Medical Loop 610 note: (Bellaire’s Loop 610 medical community includes Memorial Hermann, Texas Children’s, Kindred Healthcare, McGovern Clinic – plus a new major facility for UT Physicians, which leased 140,000 SF at 6500 West Loop South.)

*****

ZONING — Sec. 24-537. – Urban village-downtown district (UV-D). Bellaire, Texas

  1. Purpose.

(1) Generally. This district provides for a mix of uses and style of development intended to reinforce the “small town” downtown feel desired by Bellaire residents, including opportunities for shopping, services, dining and entertainment. While Bellaire residents and visitors frequent the area for convenience shopping and multi-purpose trips, it has not offered the typical experience of a destination downtown given how this primary commercial area in Bellaire developed over time without a traditional Main Street or other focal point for typical downtown amenities. The district is also a high-profile area of the community given its proximity to busy Bellaire Boulevard and its bifurcation by the Bissonnet diagonal. District standards require that more visible landscaping and green elements be incorporated on all sites, including within off-street parking areas and any higher-intensity residential or mixed-use developments that emerge within the district.

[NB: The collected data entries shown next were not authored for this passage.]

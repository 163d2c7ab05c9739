//! Streaming `git send-email` output while it runs.

use std::ffi::OsStr;
use std::path::PathBuf;
use std::process::Stdio;

use log::warn;
use tokio::io::{AsyncReadExt, AsyncWrite, AsyncWriteExt};
use tokio::process::Command;

use super::args::send_email_args;
use crate::error::ToolError;
use crate::git::GitRepository;
use crate::series::Series;

const CHUNK_SIZE: usize = 8 * 1024;

/// Runs `command` with its stdout piped. Every chunk is copied to `mirror`
/// and then handed to `on_chunk`. The first error returned by `on_chunk`
/// is reported once the program exits; the output keeps being mirrored
/// until then.
pub async fn stream_output<W, F, E>(
    mut command: Command,
    mirror: &mut W,
    mut on_chunk: F,
) -> Result<(), E>
where
    W: AsyncWrite + Unpin,
    F: FnMut(&[u8]) -> Result<(), E>,
    E: From<ToolError>,
{
    let program = command
        .as_std()
        .get_program()
        .to_string_lossy()
        .into_owned();
    let stream_error = |source| ToolError::Stream {
        program: program.clone(),
        source,
    };

    let mut child = command
        .stdout(Stdio::piped())
        .spawn()
        .map_err(|source| ToolError::Spawn {
            program: program.clone(),
            source,
        })?;

    let mut failure = None;
    if let Some(mut stdout) = child.stdout.take() {
        let mut buf = vec![0u8; CHUNK_SIZE];
        loop {
            let n = stdout.read(&mut buf).await.map_err(stream_error)?;
            if n == 0 {
                break;
            }
            let chunk = &buf[..n];
            mirror.write_all(chunk).await.map_err(stream_error)?;
            mirror.flush().await.map_err(stream_error)?;

            if failure.is_none() {
                if let Err(e) = on_chunk(chunk) {
                    warn!("Failed to handle output of {}, still mirroring", program);
                    failure = Some(e);
                }
            }
        }
    }

    let status = child.wait().await.map_err(stream_error)?;

    if let Some(e) = failure {
        return Err(e);
    }
    if !status.success() {
        return Err(ToolError::Failed {
            program,
            message: format!(
                "Command failed with exit code {}",
                status.code().unwrap_or(-1)
            ),
        }
        .into());
    }
    Ok(())
}

/// Runs `program` on a pseudo-terminal through `script`, so that programs
/// which block-buffer a piped stdout (perl among them) still write every
/// line as it is produced. The terminal's input is forwarded by `script`.
#[cfg(target_os = "linux")]
pub fn pty_command<I, S>(program: &OsStr, args: I) -> Command
where
    I: IntoIterator<Item = S>,
    S: AsRef<OsStr>,
{
    let mut words = vec![program.to_string_lossy().into_owned()];
    words.extend(
        args.into_iter()
            .map(|arg| arg.as_ref().to_string_lossy().into_owned()),
    );

    let mut command = Command::new("script");
    command
        .args(["-q", "-f", "-e", "-c"])
        .arg(shell_words::join(&words))
        .arg("/dev/null");
    command
}

/// Runs `program` on a pseudo-terminal through `script`, so that programs
/// which block-buffer a piped stdout still write every line as it is
/// produced.
#[cfg(all(unix, not(target_os = "linux")))]
pub fn pty_command<I, S>(program: &OsStr, args: I) -> Command
where
    I: IntoIterator<Item = S>,
    S: AsRef<OsStr>,
{
    let mut command = Command::new("script");
    command
        .args(["-q", "-F", "/dev/null"])
        .arg(program)
        .args(args);
    command
}

#[cfg(not(unix))]
pub fn pty_command<I, S>(program: &OsStr, args: I) -> Command
where
    I: IntoIterator<Item = S>,
    S: AsRef<OsStr>,
{
    let mut command = Command::new(program);
    command.args(args);
    command
}

/// Builds the `git send-email` invocation for `patches`, run on a
/// pseudo-terminal. The terminal stays attached to stdin and stderr so
/// prompts reach the user; stdout is left for [`stream_output`].
pub fn send_email_command(repo: &GitRepository, series: &Series, patches: &[PathBuf]) -> Command {
    let args = send_email_args(series)
        .into_iter()
        .map(Into::into)
        .chain(patches.iter().map(|p| p.as_os_str().to_os_string()))
        .collect::<Vec<std::ffi::OsString>>();

    let mut command = pty_command(repo.git_path().as_os_str(), &args);
    command
        .current_dir(repo.root())
        .stdin(Stdio::inherit())
        .stderr(Stdio::inherit());
    command
}
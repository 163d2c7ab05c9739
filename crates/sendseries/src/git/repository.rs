//! Git repository operations.

use std::path::{Path, PathBuf};
use std::process::{Command, Output};

use log::debug;

use super::error::{GitError, Result};
use super::parse::{format_git_error, log_format, parse_log};
use super::types::CommitInfo;

/// Handle on the working tree a series controller is attached to.
#[derive(Debug, Clone)]
pub struct GitRepository {
    /// Top-level directory of the working tree.
    root: PathBuf,
    /// Git executable.
    git_path: PathBuf,
}

impl GitRepository {
    /// Creates a new git repository handle.
    pub fn new(root: impl Into<PathBuf>, git_path: impl Into<PathBuf>) -> Self {
        Self {
            root: root.into(),
            git_path: git_path.into(),
        }
    }

    /// Finds the working tree containing `path`.
    pub fn discover(path: &Path, git_path: impl Into<PathBuf>) -> Result<Self> {
        let git_path = git_path.into();
        let output = Command::new(&git_path)
            .current_dir(path)
            .args(["rev-parse", "--show-toplevel"])
            .output()
            .map_err(GitError::Spawn)?;

        if !output.status.success() {
            return Err(GitError::NotARepository(path.to_path_buf()));
        }

        let root = String::from_utf8_lossy(&output.stdout).trim().to_string();
        Ok(Self::new(root, git_path))
    }

    /// Returns the working tree root.
    pub fn root(&self) -> &Path {
        &self.root
    }

    /// Returns the git executable used for every command.
    pub fn git_path(&self) -> &Path {
        &self.git_path
    }

    /// Checks if the directory is a git repository.
    pub fn is_git_repo(&self) -> bool {
        self.root.join(".git").exists()
    }

    /// Initializes a new repository with `main` as initial branch.
    pub fn init(&self) -> Result<()> {
        let output = self.run_git(&["init", "--initial-branch=main"])?;
        if output.status.success() {
            Ok(())
        } else {
            Err(GitError::Operation(format_git_error(&output)))
        }
    }

    /// Gets the current branch name, `None` when HEAD is detached or unborn.
    pub fn current_branch(&self) -> Result<Option<String>> {
        let output = self.run_git(&["symbolic-ref", "--quiet", "--short", "HEAD"])?;
        if !output.status.success() {
            return Ok(None);
        }

        let branch = String::from_utf8_lossy(&output.stdout).trim().to_string();
        Ok((!branch.is_empty()).then_some(branch))
    }

    /// Checks if a local branch exists.
    pub fn branch_exists(&self, name: &str) -> Result<bool> {
        let reference = format!("refs/heads/{}", name);
        let output = self.run_git(&["rev-parse", "--verify", "--quiet", &reference])?;
        Ok(output.status.success())
    }

    /// Checks out a branch.
    pub fn checkout(&self, branch: &str) -> Result<()> {
        let output = self.run_git(&["checkout", branch])?;
        if output.status.success() {
            debug!("Checked out {}", branch);
            Ok(())
        } else {
            Err(GitError::Operation(format_git_error(&output)))
        }
    }

    /// Creates a new branch at HEAD and optionally checks it out.
    pub fn create_branch(&self, name: &str, checkout: bool) -> Result<()> {
        let output = if checkout {
            self.run_git(&["checkout", "-b", name])?
        } else {
            self.run_git(&["branch", name])?
        };

        if !output.status.success() {
            return Err(GitError::Operation(format_git_error(&output)));
        }

        debug!("Created branch {}", name);
        Ok(())
    }

    /// Returns the `limit` most recent commits reachable from HEAD.
    pub fn log(&self, limit: usize) -> Result<Vec<CommitInfo>> {
        if limit == 0 {
            return Ok(Vec::new());
        }

        let count = format!("--max-count={}", limit);
        let format = log_format();
        let output = self.run_git(&["log", &count, &format])?;

        if !output.status.success() {
            let has_head = self
                .run_git(&["rev-parse", "--verify", "--quiet", "HEAD"])?
                .status
                .success();
            // Unborn branch: nothing to show.
            if !has_head {
                return Ok(Vec::new());
            }
            return Err(GitError::Operation(format_git_error(&output)));
        }

        Ok(parse_log(&String::from_utf8_lossy(&output.stdout)))
    }

    /// Runs a git command in the repository directory.
    fn run_git(&self, args: &[&str]) -> Result<Output> {
        Command::new(&self.git_path)
            .current_dir(&self.root)
            .args(args)
            .output()
            .map_err(GitError::Spawn)
    }
}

(2) Character. This district is intended to support a transition to a more urban development character through redevelopment in the core downtown area. This could provide the critical mass the area has always lacked to spur greater foot traffic and extended visits that are essential to a vibrant mix of retail, service and hospitality businesses. Encouraging housing options adds another important element by putting full-time residents in the area with expectations for a safe and hospitable environment in which to live, recreate, and host guests and visitors. Keys to an Urban character are relatively small block sizes (or pedestrian routes through larger blocks), more intensive site development and coverage, reduced reliance on off-street surface parking, and greater architectural enclosure of public streets and spaces to support a pedestrian orientation.

(3) Uses. This district provides for a mix of commercial, office, civic and entertainment uses appropriate for an Urban character setting, and especially for new residential presence to add built-in demand for local shopping and services. Land assembly and master-planned development is encouraged, as is vertical mixing of uses in buildings that accommodate upper-floor residential, office or other uses above street-level retail and services. This pattern is most appropriate in pedestrian-oriented areas, but also along busy arterial streets through the district where frontage properties are less conducive for stand-alone residential use. Unusually shaped and undersized building sites, caused by the diagonal orientation of Bissonnet through the community, pose a particular challenge in some parts of the district, which is also good reason to encourage more vertical development where appropriate.